I remember when I had crazy access to opanas and was IV'ing alot of it, i had such awful w/d that it made h w/d seem almost okay. Point being, the more I use, the worse my w/d are. In some way, I am more prepared for them bc I have gone thru them so much, but they are awful everytime and I tend to be more sensitive to the w/d symptoms so that they may even become psychosomatic.
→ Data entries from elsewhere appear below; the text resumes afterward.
use std::fmt;

use thiserror::Error;

/// Configuration defect found while compiling rule-sets and tip lists.
#[derive(Debug, Error)]
pub enum ConfigError {
    #[error("invalid pattern `{pattern}`: {source}")]
    Pattern {
        pattern: String,
        #[source]
        source: regex::Error,
    },

    #[error("unknown transform `{0}`")]
    UnknownTransform(String),
}

/// Fatal translation failure.
#[derive(Debug, Error)]
pub enum TranslateError {
    #[error(transparent)]
    Config(#[from] ConfigError),

    /// Two raw identifiers resolved to the same host identifier.
    #[error("`{first}` and `{second}` both translate to `{name}`")]
    Collision {
        name: String,
        first: String,
        second: String,
    },

    #[error("translator has already learned a declaration tree")]
    AlreadyLearned,
}

/// Failure to evaluate or re-tokenize a constant expression.
#[derive(Clone, Debug, PartialEq, Eq, Error)]
pub enum ConstEvalError {
    #[error("unknown identifier `{0}`")]
    UnknownIdent(String),

    #[error("integer overflow")]
    Overflow,

    #[error("division by zero")]
    DivisionByZero,

    #[error("unsupported {0}")]
    Unsupported(String),

    #[error("syntax error: {0}")]
    Syntax(String),
}

#[derive(Copy, Clone, Debug, PartialEq, Eq, Hash)]
pub enum Severity {
    /// Translated, but something looks off.
    Warning,
    /// Not translated.
    Skipped,
}

impl fmt::Display for Severity {
    fn fmt(&self, f: &mut fmt::Formatter<'_>) -> fmt::Result {
        f.write_str(match self {
            Severity::Warning => "warning",
            Severity::Skipped => "skipped",
        })
    }
}

/// A non-fatal finding recorded during learning.
#[derive(Clone, Debug, PartialEq, Eq)]
pub struct Diagnostic {
    pub severity: Severity,
    /// Raw identifier the finding is about.
    pub raw: String,
    pub message: String,
}

impl Diagnostic {
    pub fn warning(raw: impl Into<String>, message: impl Into<String>) -> Self {
        Diagnostic {
            severity: Severity::Warning,
            raw: raw.into(),
            message: message.into(),
        }
    }

    pub fn skipped(raw: impl Into<String>, message: impl Into<String>) -> Self {
        Diagnostic {
            severity: Severity::Skipped,
            raw: raw.into(),
            message: message.into(),
        }
    }
}

impl fmt::Display for Diagnostic {
    fn fmt(&self, f: &mut fmt::Formatter<'_>) -> fmt::Result {
        write!(f, "{} `{}`: {}", self.severity, self.raw, self.message)
    }
}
For 2 days after the first time I used a long acting NMDA antagonist (high dose 4meoPCP), I did not experience opiate w/d. I kept expecting w/d to come - it was like a dark cloud over my head bc i kept thinking, wtf when are the w/d going to come. I maybe could have been fine and maybe was given a gift to not be physically addicted, but I ended up using opiates bc I had them in abundance. Another time, I was doing an h taper, and I found my body faking minor w/d symptoms just so I could use bc if I got distracted, I would be able to hold off for many more hours. So for me, i realize the psychological power of w/d is intense.